═══ Material for the task ═══
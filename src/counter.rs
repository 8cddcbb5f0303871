//! Durable per-task ticket counter
//!
//! One small file per task, `<task>.cnt`, holding `<YY>-<N>`. Updates write a
//! uniquely named sibling file, flush it, and rename it over the counter, so a
//! reader sees either the previous record or the new one, never a torn value.

use std::fmt;
use std::fs::{self, File};
use std::io::Write;
use std::path::{Path, PathBuf};

use chrono::Datelike;
use uuid::Uuid;

use crate::errors::{AppError, AppResult};

/// Ticket identifier
///
/// # Format
///
/// `<year>-<sequence>`, where `year` is the two-digit year.
///
/// # Example
///
/// ```text
/// 24-7
/// 25-1
/// ```
#[derive(Debug, Clone, Copy, PartialEq, Eq)]
pub struct TicketId {
    /// Two-digit year
    pub year: u32,
    /// Sequence within the year, starting at 1
    pub seq: u64,
}

impl TicketId {
    /// Parse a stored counter record
    ///
    /// Surrounding whitespace is ignored. Returns error if the record has no
    /// `-` separator or either side is not a non-negative integer.
    pub fn parse(raw: &str) -> AppResult<Self> {
        let (year, seq) = raw
            .trim()
            .split_once('-')
            .ok_or_else(|| AppError::Counter(format!("malformed counter record '{raw}'")))?;
        let year = year
            .trim()
            .parse::<u32>()
            .map_err(|_| AppError::Counter(format!("invalid year in counter record '{raw}'")))?;
        let seq = seq
            .trim()
            .parse::<u64>()
            .map_err(|_| AppError::Counter(format!("invalid sequence in counter record '{raw}'")))?;
        Ok(Self { year, seq })
    }

    /// Encode to the stored/displayed form
    pub fn encode(&self) -> String {
        format!("{:02}-{}", self.year, self.seq)
    }

    /// The ticket that follows this one in `year`
    ///
    /// Increments within the same year, restarts at 1 otherwise. Returns
    /// error if the sequence is exhausted.
    pub fn next_in(&self, year: u32) -> AppResult<Self> {
        if self.year != year {
            return Ok(Self { year, seq: 1 });
        }
        let seq = self.seq.checked_add(1).ok_or_else(|| {
            AppError::Counter(format!("ticket sequence exhausted at '{self}'"))
        })?;
        Ok(Self { year, seq })
    }
}

impl fmt::Display for TicketId {
    fn fmt(&self, f: &mut fmt::Formatter<'_>) -> fmt::Result {
        f.write_str(&self.encode())
    }
}

/// Current two-digit year in local time
pub fn current_year() -> u32 {
    chrono::Local::now().year().rem_euclid(100) as u32
}

/// Counter file for one task
///
/// The owning worker is the only writer, and messages are processed
/// sequentially, so no locking is needed.
#[derive(Debug, Clone)]
pub struct TicketCounter {
    path: PathBuf,
    year: fn() -> u32,
}

impl TicketCounter {
    /// Counter for `task_name`, stored in `state_dir`
    pub fn new(state_dir: &Path, task_name: &str) -> Self {
        Self {
            path: state_dir.join(format!("{task_name}.cnt")),
            year: current_year,
        }
    }

    /// Replace the clock used by [`Self::next_ticket`]
    pub fn with_year_source(mut self, year: fn() -> u32) -> Self {
        self.year = year;
        self
    }

    pub fn path(&self) -> &Path {
        &self.path
    }

    /// Read and parse the stored record
    ///
    /// # Errors
    ///
    /// `Counter` if the file is missing, unreadable or malformed.
    pub fn current(&self) -> AppResult<TicketId> {
        let raw = fs::read_to_string(&self.path).map_err(|e| {
            AppError::Counter(format!("cannot read {}: {e}", self.path.display()))
        })?;
        TicketId::parse(&raw)
    }

    /// Mint the next ticket for the current year and persist it
    pub fn next_ticket(&self) -> AppResult<TicketId> {
        self.next_ticket_in((self.year)())
    }

    /// [`Self::next_ticket`] on the blocking pool
    pub async fn mint(&self) -> AppResult<TicketId> {
        let counter = self.clone();
        tokio::task::spawn_blocking(move || counter.next_ticket())
            .await
            .map_err(|e| AppError::Counter(format!("ticket counter task failed: {e}")))?
    }

    /// Mint the next ticket for `year` and persist it
    pub fn next_ticket_in(&self, year: u32) -> AppResult<TicketId> {
        let next = self.current()?.next_in(year)?;
        self.stage(next)?.commit()?;
        Ok(next)
    }

    /// Write `ticket` to a fresh temporary file next to the counter
    ///
    /// The counter itself is untouched until [`StagedTicket::commit`].
    pub fn stage(&self, ticket: TicketId) -> AppResult<StagedTicket> {
        let temp = self
            .path
            .with_file_name(format!("{}.{}", self.file_name(), Uuid::new_v4().simple()));
        let written = File::create(&temp).and_then(|mut file| {
            file.write_all(ticket.encode().as_bytes())?;
            file.sync_all()
        });
        if let Err(e) = written {
            let _ = fs::remove_file(&temp);
            return Err(AppError::Counter(format!(
                "cannot write {}: {e}",
                temp.display()
            )));
        }
        Ok(StagedTicket {
            temp,
            target: self.path.clone(),
        })
    }

    fn file_name(&self) -> String {
        self.path
            .file_name()
            .map(|n| n.to_string_lossy().into_owned())
            .unwrap_or_default()
    }
}

/// A ticket written to its temporary file but not yet visible
#[derive(Debug)]
#[must_use = "a staged ticket is not persisted until committed"]
pub struct StagedTicket {
    temp: PathBuf,
    target: PathBuf,
}

impl StagedTicket {
    /// Atomically replace the counter file with the staged record
    ///
    /// The containing directory is flushed afterwards so the rename itself
    /// survives a power loss.
    pub fn commit(self) -> AppResult<()> {
        fs::rename(&self.temp, &self.target).map_err(|e| {
            let _ = fs::remove_file(&self.temp);
            AppError::Counter(format!(
                "cannot replace {}: {e}",
                self.target.display()
            ))
        })?;
        sync_parent(&self.target)
    }

    #[cfg(test)]
    pub fn temp_path(&self) -> &Path {
        &self.temp
    }
}

#[cfg(unix)]
fn sync_parent(path: &Path) -> AppResult<()> {
    let dir = match path.parent() {
        Some(parent) if !parent.as_os_str().is_empty() => parent,
        _ => Path::new("."),
    };
    File::open(dir)
        .and_then(|handle| handle.sync_all())
        .map_err(|e| AppError::Counter(format!("cannot flush {}: {e}", dir.display())))
}

#[cfg(not(unix))]
fn sync_parent(_path: &Path) -> AppResult<()> {
    Ok(())
}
═══
**Exercise prompt**
The full listing, top to bottom: write it out again exactly.

**Answer below**
filename src/counter.rs
repository 8cddcbb5f0303871
//! Durable per-task ticket counter
//!
//! One small file per task, `<task>.cnt`, holding `<YY>-<N>`. Updates write a
//! uniquely named sibling file, flush it, and rename it over the counter, so a
//! reader sees either the previous record or the new one, never a torn value.

use std::fmt;
use std::fs::{self, File};
use std::io::Write;
use std::path::{Path, PathBuf};

use chrono::Datelike;
use uuid::Uuid;

use crate::errors::{AppError, AppResult};

/// Ticket identifier
///
/// # Format
///
/// `<year>-<sequence>`, where `year` is the two-digit year.
///
/// # Example
///
/// ```text
/// 24-7
/// 25-1
/// ```
#[derive(Debug, Clone, Copy, PartialEq, Eq)]
pub struct TicketId {
    /// Two-digit year
    pub year: u32,
    /// Sequence within the year, starting at 1
    pub seq: u64,
}

impl TicketId {
    /// Parse a stored counter record
    ///
    /// Surrounding whitespace is ignored. Returns error if the record has no
    /// `-` separator or either side is not a non-negative integer.
    pub fn parse(raw: &str) -> AppResult<Self> {
        let (year, seq) = raw
            .trim()
            .split_once('-')
            .ok_or_else(|| AppError::Counter(format!("malformed counter record '{raw}'")))?;
        let year = year
            .trim()
            .parse::<u32>()
            .map_err(|_| AppError::Counter(format!("invalid year in counter record '{raw}'")))?;
        let seq = seq
            .trim()
            .parse::<u64>()
            .map_err(|_| AppError::Counter(format!("invalid sequence in counter record '{raw}'")))?;
        Ok(Self { year, seq })
    }

    /// Encode to the stored/displayed form
    pub fn encode(&self) -> String {
        format!("{:02}-{}", self.year, self.seq)
    }

    /// The ticket that follows this one in `year`
    ///
    /// Increments within the same year, restarts at 1 otherwise. Returns
    /// error if the sequence is exhausted.
    pub fn next_in(&self, year: u32) -> AppResult<Self> {
        if self.year != year {
            return Ok(Self { year, seq: 1 });
        }
        let seq = self.seq.checked_add(1).ok_or_else(|| {
            AppError::Counter(format!("ticket sequence exhausted at '{self}'"))
        })?;
        Ok(Self { year, seq })
    }
}

impl fmt::Display for TicketId {
    fn fmt(&self, f: &mut fmt::Formatter<'_>) -> fmt::Result {
        f.write_str(&self.encode())
    }
}

/// Current two-digit year in local time
pub fn current_year() -> u32 {
    chrono::Local::now().year().rem_euclid(100) as u32
}

/// Counter file for one task
///
/// The owning worker is the only writer, and messages are processed
/// sequentially, so no locking is needed.
#[derive(Debug, Clone)]
pub struct TicketCounter {
    path: PathBuf,
    year: fn() -> u32,
}

impl TicketCounter {
    /// Counter for `task_name`, stored in `state_dir`
    pub fn new(state_dir: &Path, task_name: &str) -> Self {
        Self {
            path: state_dir.join(format!("{task_name}.cnt")),
            year: current_year,
        }
    }

    /// Replace the clock used by [`Self::next_ticket`]
    pub fn with_year_source(mut self, year: fn() -> u32) -> Self {
        self.year = year;
        self
    }

    pub fn path(&self) -> &Path {
        &self.path
    }

    /// Read and parse the stored record
    ///
    /// # Errors
    ///
    /// `Counter` if the file is missing, unreadable or malformed.
    pub fn current(&self) -> AppResult<TicketId> {
        let raw = fs::read_to_string(&self.path).map_err(|e| {
            AppError::Counter(format!("cannot read {}: {e}", self.path.display()))
        })?;
        TicketId::parse(&raw)
    }

    /// Mint the next ticket for the current year and persist it
    pub fn next_ticket(&self) -> AppResult<TicketId> {
        self.next_ticket_in((self.year)())
    }

    /// [`Self::next_ticket`] on the blocking pool
    pub async fn mint(&self) -> AppResult<TicketId> {
        let counter = self.clone();
        tokio::task::spawn_blocking(move || counter.next_ticket())
            .await
            .map_err(|e| AppError::Counter(format!("ticket counter task failed: {e}")))?
    }

    /// Mint the next ticket for `year` and persist it
    pub fn next_ticket_in(&self, year: u32) -> AppResult<TicketId> {
        let next = self.current()?.next_in(year)?;
        self.stage(next)?.commit()?;
        Ok(next)
    }

    /// Write `ticket` to a fresh temporary file next to the counter
    ///
    /// The counter itself is untouched until [`StagedTicket::commit`].
    pub fn stage(&self, ticket: TicketId) -> AppResult<StagedTicket> {
        let temp = self
            .path
            .with_file_name(format!("{}.{}", self.file_name(), Uuid::new_v4().simple()));
        let written = File::create(&temp).and_then(|mut file| {
            file.write_all(ticket.encode().as_bytes())?;
            file.sync_all()
        });
        if let Err(e) = written {
            let _ = fs::remove_file(&temp);
            return Err(AppError::Counter(format!(
                "cannot write {}: {e}",
                temp.display()
            )));
        }
        Ok(StagedTicket {
            temp,
            target: self.path.clone(),
        })
    }

    fn file_name(&self) -> String {
        self.path
            .file_name()
            .map(|n| n.to_string_lossy().into_owned())
            .unwrap_or_default()
    }
}

/// A ticket written to its temporary file but not yet visible
#[derive(Debug)]
#[must_use = "a staged ticket is not persisted until committed"]
pub struct StagedTicket {
    temp: PathBuf,
    target: PathBuf,
}

impl StagedTicket {
    /// Atomically replace the counter file with the staged record
    ///
    /// The containing directory is flushed afterwards so the rename itself
    /// survives a power loss.
    pub fn commit(self) -> AppResult<()> {
        fs::rename(&self.temp, &self.target).map_err(|e| {
            let _ = fs::remove_file(&self.temp);
            AppError::Counter(format!(
                "cannot replace {}: {e}",
                self.target.display()
            ))
        })?;
        sync_parent(&self.target)
    }

    #[cfg(test)]
    pub fn temp_path(&self) -> &Path {
        &self.temp
    }
}

#[cfg(unix)]
fn sync_parent(path: &Path) -> AppResult<()> {
    let dir = match path.parent() {
        Some(parent) if !parent.as_os_str().is_empty() => parent,
        _ => Path::new("."),
    };
    File::open(dir)
        .and_then(|handle| handle.sync_all())
        .map_err(|e| AppError::Counter(format!("cannot flush {}: {e}", dir.display())))
}

#[cfg(not(unix))]
fn sync_parent(_path: &Path) -> AppResult<()> {
    Ok(())
}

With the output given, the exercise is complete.